Likewise, the show’s creators lack even a rudimentary understanding of economics as they describe seizing the Royal Mint to print nearly $ 1 billion as a victimless crime that is no different. quantitative easing. As the Professor argues in Season 2, Episode 8:

But what we do is right for you when others do. In 2011, the European Central Bank made 171 billion euros out of nowhere. . . just like we do, but bigger. 185 billion in 2012. 145 billion euros in 2013. Do you know where all this money went? To the banks. Straight from the factory to the pockets of the rich. Has anyone called the European Central Bank a thief? “Injections of liquidity,” they called it. And they pulled him out of nowhere, Raquel. Out of nowhere.

This is insane. If everyone starts printing money and dropping it from airships, then the money will have no value and Spain will experience Venezuela’s hyperinflation. In addition, quantitative easing has actually been very damaging to banks because its aim is to lower long-term interest rates, and banks are making money on the spread between short-term and short-term rates. long-term.

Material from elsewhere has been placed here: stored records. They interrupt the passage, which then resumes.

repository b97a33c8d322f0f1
//! Shared utilities for integration testing.

use axum::body::Body;
use axum::http::{Request, Response};
use axum::Router;
use ember::config::ServerConfig;
use ember::http::Server;
use ember::routing::AppRouter;
use http_body_util::BodyExt;
use serde_json::Value;
use tower::ServiceExt;

/// Build the runtime router from a config and registrations, as the server
/// would, without binding a socket.
pub fn service(config: ServerConfig, routes: AppRouter) -> Router {
    Server::new(config, routes).into_service()
}

/// Drive one request through the router.
pub async fn send(app: Router, request: Request<Body>) -> Response<Body> {
    app.oneshot(request).await.unwrap()
}

/// Build a simple request with an optional body.
pub fn request(method: &str, uri: &str, body: Option<&str>) -> Request<Body> {
    let builder = Request::builder().method(method).uri(uri);
    match body {
        Some(body) => builder
            .header("content-type", "application/json")
            .body(Body::from(body.to_string()))
            .unwrap(),
        None => builder.body(Body::empty()).unwrap(),
    }
}

/// Collect a response body as text.
#[allow(dead_code)]
pub async fn body_text(response: Response<Body>) -> String {
    let bytes = response.into_body().collect().await.unwrap().to_bytes();
    String::from_utf8(bytes.to_vec()).unwrap()
}

/// Collect a response body as JSON.
#[allow(dead_code)]
pub async fn body_json(response: Response<Body>) -> Value {
    serde_json::from_str(&body_text(response).await).unwrap()
}
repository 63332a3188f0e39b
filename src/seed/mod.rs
pub mod data;

pub use data::*;
use crate::error::{CatalogError, CatalogResult};
use crate::model::{Category, Company, Id, Product};
use crate::store::traits::Store;

/// Nested path resolution. Every segment must exist and be reachable through
/// its claimed parent before any mutation runs; failures name the first
/// unresolved segment.

pub async fn resolve_company<S: Store>(store: &S, company_id: Id) -> CatalogResult<Company> {
    store
        .get_company(company_id)
        .await?
        .ok_or(CatalogError::CompanyNotFound(company_id))
}

pub async fn resolve_category_in_company<S: Store>(
    store: &S,
    company_id: Id,
    category_id: Id,
) -> CatalogResult<Category> {
    let company = resolve_company(store, company_id).await?;
    if !company.categories.contains(&category_id) {
        return Err(CatalogError::CategoryNotFound(category_id));
    }
    store
        .get_category(category_id)
        .await?
        .ok_or(CatalogError::CategoryNotFound(category_id))
}

pub async fn resolve_product_in_category<S: Store>(
    store: &S,
    company_id: Id,
    category_id: Id,
    product_id: Id,
) -> CatalogResult<Product> {
    let category = resolve_category_in_company(store, company_id, category_id).await?;
    if !category.products.contains(&product_id) {
        return Err(CatalogError::ProductNotFound(product_id));
    }
    store
        .get_product(product_id)
        .await?
        .ok_or(CatalogError::ProductNotFound(product_id))
}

There is, however, one aspect of Spanish politics which La casa de papel gets right. The Spanish public, and in particular the Spanish youth, have reason to be disillusioned. Youth unemployment in Spain was 35.1% in July 2021 and 31.4% before the pandemic, compared to 9.2% in the United States in July 2021 and 8.3% before the pandemic. Total unemployment in Spain was 14.3% in July 2021 and 13.9% before the pandemic compared to 5.4% in the United States in July 2021 and 3.5% before the pandemic. The obvious solution to these problems, which La casa de papel unsurprisingly ignored is economic liberalization. Spain is known for its rigid labor laws, which stifle entrepreneurship, discourage hiring and create a two-tier labor market, and its exaggerated state, with a tax-to-GDP ratio of 34.6% against 24.5% for the United States. The OECD ranks employment flexibility in the US as better than any EU or OECD country, with a score of 92.4 out of 100, while Spain is ranked 26th with a score of 60.8 out of 100. Moreover, while the global left presents itself as the defender of immigrants, the immigrant unemployment rate is 18.9% in Spain, compared to 3.1% in the United States. Onerous sales tax of 16 percent, compared to an average of 6.6 percent in the United States. Even American progressives tend to oppose high sales taxes because they are regressive.

The jobs crisis in Spain demonstrates many of the fundamental problems of the European Social Democratic economic model, but instead of acknowledging the root cause of Spain’s difficulties, the series advocates an Antifa-style revolution. Indeed, the ultimate irony of the series is that while it claims to draw inspiration from 20th-century European history by portraying thieves as modern-day Italian supporters, its creators failed to pull it off. one of the most important lessons of the last century of European history, and which can be easily gleaned by comparing the unemployment rates of young people and of Spanish and American immigrants: the statist economic ideology denies the opportunity to the most vulnerable of the society.